- _WHAT IS NEEDED_: An exact transcription of the data below, complete and unaltered, is the expected answer.

- _LISTED ENTRIES_:
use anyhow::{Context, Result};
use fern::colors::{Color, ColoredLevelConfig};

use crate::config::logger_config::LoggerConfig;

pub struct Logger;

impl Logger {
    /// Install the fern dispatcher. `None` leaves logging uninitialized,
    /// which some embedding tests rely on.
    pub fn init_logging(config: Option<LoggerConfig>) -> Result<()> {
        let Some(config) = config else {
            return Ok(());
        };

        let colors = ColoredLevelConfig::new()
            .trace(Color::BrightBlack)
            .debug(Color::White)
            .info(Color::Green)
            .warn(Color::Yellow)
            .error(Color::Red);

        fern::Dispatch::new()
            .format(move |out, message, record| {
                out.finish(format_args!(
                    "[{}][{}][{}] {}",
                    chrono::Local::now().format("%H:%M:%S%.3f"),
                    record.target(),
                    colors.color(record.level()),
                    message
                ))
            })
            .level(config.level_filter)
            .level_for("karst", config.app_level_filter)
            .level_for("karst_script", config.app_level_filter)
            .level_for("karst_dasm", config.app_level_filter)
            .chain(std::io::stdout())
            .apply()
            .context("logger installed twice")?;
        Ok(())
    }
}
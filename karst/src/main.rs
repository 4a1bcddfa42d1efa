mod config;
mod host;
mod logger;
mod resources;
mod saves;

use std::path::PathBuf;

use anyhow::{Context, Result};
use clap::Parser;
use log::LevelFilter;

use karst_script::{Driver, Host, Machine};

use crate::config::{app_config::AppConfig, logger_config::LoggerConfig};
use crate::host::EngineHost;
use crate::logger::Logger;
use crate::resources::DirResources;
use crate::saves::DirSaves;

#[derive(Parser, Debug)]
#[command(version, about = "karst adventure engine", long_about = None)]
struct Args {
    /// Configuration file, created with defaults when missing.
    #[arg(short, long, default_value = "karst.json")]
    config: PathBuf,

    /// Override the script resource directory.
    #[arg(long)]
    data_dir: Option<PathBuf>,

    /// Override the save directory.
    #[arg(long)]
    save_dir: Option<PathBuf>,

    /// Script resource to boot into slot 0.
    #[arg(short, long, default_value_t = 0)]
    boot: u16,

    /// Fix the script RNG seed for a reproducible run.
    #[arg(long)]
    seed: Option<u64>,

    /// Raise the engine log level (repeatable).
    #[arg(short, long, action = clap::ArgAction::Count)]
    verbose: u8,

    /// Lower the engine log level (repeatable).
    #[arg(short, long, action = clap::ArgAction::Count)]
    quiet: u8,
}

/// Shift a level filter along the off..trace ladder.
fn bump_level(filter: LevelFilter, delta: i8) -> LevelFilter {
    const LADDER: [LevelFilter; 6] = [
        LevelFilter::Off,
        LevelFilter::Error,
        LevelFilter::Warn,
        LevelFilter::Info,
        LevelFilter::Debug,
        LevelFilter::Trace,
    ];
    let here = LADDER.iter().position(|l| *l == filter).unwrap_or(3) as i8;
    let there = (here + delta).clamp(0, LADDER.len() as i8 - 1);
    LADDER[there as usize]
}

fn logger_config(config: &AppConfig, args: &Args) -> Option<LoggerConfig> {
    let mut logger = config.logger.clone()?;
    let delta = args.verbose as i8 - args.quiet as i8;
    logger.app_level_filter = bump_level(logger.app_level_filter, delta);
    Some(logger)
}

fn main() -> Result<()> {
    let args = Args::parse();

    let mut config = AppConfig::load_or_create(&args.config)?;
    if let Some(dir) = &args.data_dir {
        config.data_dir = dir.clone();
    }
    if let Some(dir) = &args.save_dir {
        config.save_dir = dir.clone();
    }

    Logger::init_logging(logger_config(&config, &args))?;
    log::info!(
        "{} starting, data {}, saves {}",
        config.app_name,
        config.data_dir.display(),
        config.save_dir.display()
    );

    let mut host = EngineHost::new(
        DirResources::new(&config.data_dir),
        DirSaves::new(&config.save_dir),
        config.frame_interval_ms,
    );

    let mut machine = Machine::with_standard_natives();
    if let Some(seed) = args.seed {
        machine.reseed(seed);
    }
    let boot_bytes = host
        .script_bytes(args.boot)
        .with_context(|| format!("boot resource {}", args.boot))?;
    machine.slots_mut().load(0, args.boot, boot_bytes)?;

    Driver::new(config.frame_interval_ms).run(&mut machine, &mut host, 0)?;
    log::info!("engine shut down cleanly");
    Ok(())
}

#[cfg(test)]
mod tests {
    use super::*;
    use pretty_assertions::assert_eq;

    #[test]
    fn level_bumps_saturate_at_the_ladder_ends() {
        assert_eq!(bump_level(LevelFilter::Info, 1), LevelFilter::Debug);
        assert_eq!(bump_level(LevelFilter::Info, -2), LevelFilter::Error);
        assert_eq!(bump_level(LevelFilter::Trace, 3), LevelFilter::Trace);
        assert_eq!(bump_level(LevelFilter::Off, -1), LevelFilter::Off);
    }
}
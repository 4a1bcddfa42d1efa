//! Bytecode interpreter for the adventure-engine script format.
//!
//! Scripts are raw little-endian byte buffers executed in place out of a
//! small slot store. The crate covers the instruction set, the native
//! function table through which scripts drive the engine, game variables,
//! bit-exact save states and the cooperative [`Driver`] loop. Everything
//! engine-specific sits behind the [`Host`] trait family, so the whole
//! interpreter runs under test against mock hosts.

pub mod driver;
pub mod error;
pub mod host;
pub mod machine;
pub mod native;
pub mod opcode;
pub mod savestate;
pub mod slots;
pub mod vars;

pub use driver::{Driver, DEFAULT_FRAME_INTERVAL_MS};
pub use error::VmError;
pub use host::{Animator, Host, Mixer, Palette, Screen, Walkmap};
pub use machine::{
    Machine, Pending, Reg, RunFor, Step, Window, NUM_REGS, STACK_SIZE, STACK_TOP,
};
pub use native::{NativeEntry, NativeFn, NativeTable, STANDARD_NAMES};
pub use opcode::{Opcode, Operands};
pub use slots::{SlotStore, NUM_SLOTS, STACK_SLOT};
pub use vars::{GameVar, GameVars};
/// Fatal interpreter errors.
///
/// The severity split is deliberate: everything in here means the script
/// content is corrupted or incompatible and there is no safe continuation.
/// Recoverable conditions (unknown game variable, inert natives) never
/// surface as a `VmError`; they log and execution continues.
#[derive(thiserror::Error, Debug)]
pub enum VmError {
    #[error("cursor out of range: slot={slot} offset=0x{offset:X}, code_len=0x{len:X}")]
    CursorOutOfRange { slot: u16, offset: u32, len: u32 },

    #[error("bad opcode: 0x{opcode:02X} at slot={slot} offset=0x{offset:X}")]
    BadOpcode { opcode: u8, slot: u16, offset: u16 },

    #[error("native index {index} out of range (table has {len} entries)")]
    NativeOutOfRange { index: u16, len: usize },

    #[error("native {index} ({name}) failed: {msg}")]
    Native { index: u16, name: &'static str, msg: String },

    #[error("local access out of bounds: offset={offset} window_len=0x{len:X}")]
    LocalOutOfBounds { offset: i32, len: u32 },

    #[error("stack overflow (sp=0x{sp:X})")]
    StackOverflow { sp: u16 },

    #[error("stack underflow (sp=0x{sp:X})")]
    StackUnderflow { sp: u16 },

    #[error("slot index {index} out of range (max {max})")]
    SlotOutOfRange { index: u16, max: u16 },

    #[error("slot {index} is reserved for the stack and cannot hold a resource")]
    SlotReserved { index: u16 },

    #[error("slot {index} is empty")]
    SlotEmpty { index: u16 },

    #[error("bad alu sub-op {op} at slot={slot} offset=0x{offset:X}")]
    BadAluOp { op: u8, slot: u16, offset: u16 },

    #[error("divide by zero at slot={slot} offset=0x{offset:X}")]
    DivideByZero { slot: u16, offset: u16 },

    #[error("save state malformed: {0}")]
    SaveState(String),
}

- _TASK RESPONSE_:
use anyhow::{Context, Result};
use fern::colors::{Color, ColoredLevelConfig};

use crate::config::logger_config::LoggerConfig;

pub struct Logger;

impl Logger {
    /// Install the fern dispatcher. `None` leaves logging uninitialized,
    /// which some embedding tests rely on.
    pub fn init_logging(config: Option<LoggerConfig>) -> Result<()> {
        let Some(config) = config else {
            return Ok(());
        };

        let colors = ColoredLevelConfig::new()
            .trace(Color::BrightBlack)
            .debug(Color::White)
            .info(Color::Green)
            .warn(Color::Yellow)
            .error(Color::Red);

        fern::Dispatch::new()
            .format(move |out, message, record| {
                out.finish(format_args!(
                    "[{}][{}][{}] {}",
                    chrono::Local::now().format("%H:%M:%S%.3f"),
                    record.target(),
                    colors.color(record.level()),
                    message
                ))
            })
            .level(config.level_filter)
            .level_for("karst", config.app_level_filter)
            .level_for("karst_script", config.app_level_filter)
            .level_for("karst_dasm", config.app_level_filter)
            .chain(std::io::stdout())
            .apply()
            .context("logger installed twice")?;
        Ok(())
    }
}
filename karst/src/main.rs
repository 4a1bcddfa42d1efa
mod config;
mod host;
mod logger;
mod resources;
mod saves;

use std::path::PathBuf;

use anyhow::{Context, Result};
use clap::Parser;
use log::LevelFilter;

use karst_script::{Driver, Host, Machine};

use crate::config::{app_config::AppConfig, logger_config::LoggerConfig};
use crate::host::EngineHost;
use crate::logger::Logger;
use crate::resources::DirResources;
use crate::saves::DirSaves;

#[derive(Parser, Debug)]
#[command(version, about = "karst adventure engine", long_about = None)]
struct Args {
    /// Configuration file, created with defaults when missing.
    #[arg(short, long, default_value = "karst.json")]
    config: PathBuf,

    /// Override the script resource directory.
    #[arg(long)]
    data_dir: Option<PathBuf>,

    /// Override the save directory.
    #[arg(long)]
    save_dir: Option<PathBuf>,

    /// Script resource to boot into slot 0.
    #[arg(short, long, default_value_t = 0)]
    boot: u16,

    /// Fix the script RNG seed for a reproducible run.
    #[arg(long)]
    seed: Option<u64>,

    /// Raise the engine log level (repeatable).
    #[arg(short, long, action = clap::ArgAction::Count)]
    verbose: u8,

    /// Lower the engine log level (repeatable).
    #[arg(short, long, action = clap::ArgAction::Count)]
    quiet: u8,
}

/// Shift a level filter along the off..trace ladder.
fn bump_level(filter: LevelFilter, delta: i8) -> LevelFilter {
    const LADDER: [LevelFilter; 6] = [
        LevelFilter::Off,
        LevelFilter::Error,
        LevelFilter::Warn,
        LevelFilter::Info,
        LevelFilter::Debug,
        LevelFilter::Trace,
    ];
    let here = LADDER.iter().position(|l| *l == filter).unwrap_or(3) as i8;
    let there = (here + delta).clamp(0, LADDER.len() as i8 - 1);
    LADDER[there as usize]
}

fn logger_config(config: &AppConfig, args: &Args) -> Option<LoggerConfig> {
    let mut logger = config.logger.clone()?;
    let delta = args.verbose as i8 - args.quiet as i8;
    logger.app_level_filter = bump_level(logger.app_level_filter, delta);
    Some(logger)
}

fn main() -> Result<()> {
    let args = Args::parse();

    let mut config = AppConfig::load_or_create(&args.config)?;
    if let Some(dir) = &args.data_dir {
        config.data_dir = dir.clone();
    }
    if let Some(dir) = &args.save_dir {
        config.save_dir = dir.clone();
    }

    Logger::init_logging(logger_config(&config, &args))?;
    log::info!(
        "{} starting, data {}, saves {}",
        config.app_name,
        config.data_dir.display(),
        config.save_dir.display()
    );

    let mut host = EngineHost::new(
        DirResources::new(&config.data_dir),
        DirSaves::new(&config.save_dir),
        config.frame_interval_ms,
    );

    let mut machine = Machine::with_standard_natives();
    if let Some(seed) = args.seed {
        machine.reseed(seed);
    }
    let boot_bytes = host
        .script_bytes(args.boot)
        .with_context(|| format!("boot resource {}", args.boot))?;
    machine.slots_mut().load(0, args.boot, boot_bytes)?;

    Driver::new(config.frame_interval_ms).run(&mut machine, &mut host, 0)?;
    log::info!("engine shut down cleanly");
    Ok(())
}

#[cfg(test)]
mod tests {
    use super::*;
    use pretty_assertions::assert_eq;

    #[test]
    fn level_bumps_saturate_at_the_ladder_ends() {
        assert_eq!(bump_level(LevelFilter::Info, 1), LevelFilter::Debug);
        assert_eq!(bump_level(LevelFilter::Info, -2), LevelFilter::Error);
        assert_eq!(bump_level(LevelFilter::Trace, 3), LevelFilter::Trace);
        assert_eq!(bump_level(LevelFilter::Off, -1), LevelFilter::Off);
    }
}
repository 4a1bcddfa42d1efa
//! Bytecode interpreter for the adventure-engine script format.
//!
//! Scripts are raw little-endian byte buffers executed in place out of a
//! small slot store. The crate covers the instruction set, the native
//! function table through which scripts drive the engine, game variables,
//! bit-exact save states and the cooperative [`Driver`] loop. Everything
//! engine-specific sits behind the [`Host`] trait family, so the whole
//! interpreter runs under test against mock hosts.

pub mod driver;
pub mod error;
pub mod host;
pub mod machine;
pub mod native;
pub mod opcode;
pub mod savestate;
pub mod slots;
pub mod vars;

pub use driver::{Driver, DEFAULT_FRAME_INTERVAL_MS};
pub use error::VmError;
pub use host::{Animator, Host, Mixer, Palette, Screen, Walkmap};
pub use machine::{
    Machine, Pending, Reg, RunFor, Step, Window, NUM_REGS, STACK_SIZE, STACK_TOP,
};
pub use native::{NativeEntry, NativeFn, NativeTable, STANDARD_NAMES};
pub use opcode::{Opcode, Operands};
pub use slots::{SlotStore, NUM_SLOTS, STACK_SLOT};
pub use vars::{GameVar, GameVars};
/// Fatal interpreter errors.
///
/// The severity split is deliberate: everything in here means the script
/// content is corrupted or incompatible and there is no safe continuation.
/// Recoverable conditions (unknown game variable, inert natives) never
/// surface as a `VmError`; they log and execution continues.
#[derive(thiserror::Error, Debug)]
pub enum VmError {
    #[error("cursor out of range: slot={slot} offset=0x{offset:X}, code_len=0x{len:X}")]
    CursorOutOfRange { slot: u16, offset: u32, len: u32 },

    #[error("bad opcode: 0x{opcode:02X} at slot={slot} offset=0x{offset:X}")]
    BadOpcode { opcode: u8, slot: u16, offset: u16 },

    #[error("native index {index} out of range (table has {len} entries)")]
    NativeOutOfRange { index: u16, len: usize },

    #[error("native {index} ({name}) failed: {msg}")]
    Native { index: u16, name: &'static str, msg: String },

    #[error("local access out of bounds: offset={offset} window_len=0x{len:X}")]
    LocalOutOfBounds { offset: i32, len: u32 },

    #[error("stack overflow (sp=0x{sp:X})")]
    StackOverflow { sp: u16 },

    #[error("stack underflow (sp=0x{sp:X})")]
    StackUnderflow { sp: u16 },

    #[error("slot index {index} out of range (max {max})")]
    SlotOutOfRange { index: u16, max: u16 },

    #[error("slot {index} is reserved for the stack and cannot hold a resource")]
    SlotReserved { index: u16 },

    #[error("slot {index} is empty")]
    SlotEmpty { index: u16 },

    #[error("bad alu sub-op {op} at slot={slot} offset=0x{offset:X}")]
    BadAluOp { op: u8, slot: u16, offset: u16 },

    #[error("divide by zero at slot={slot} offset=0x{offset:X}")]
    DivideByZero { slot: u16, offset: u16 },

    #[error("save state malformed: {0}")]
    SaveState(String),
}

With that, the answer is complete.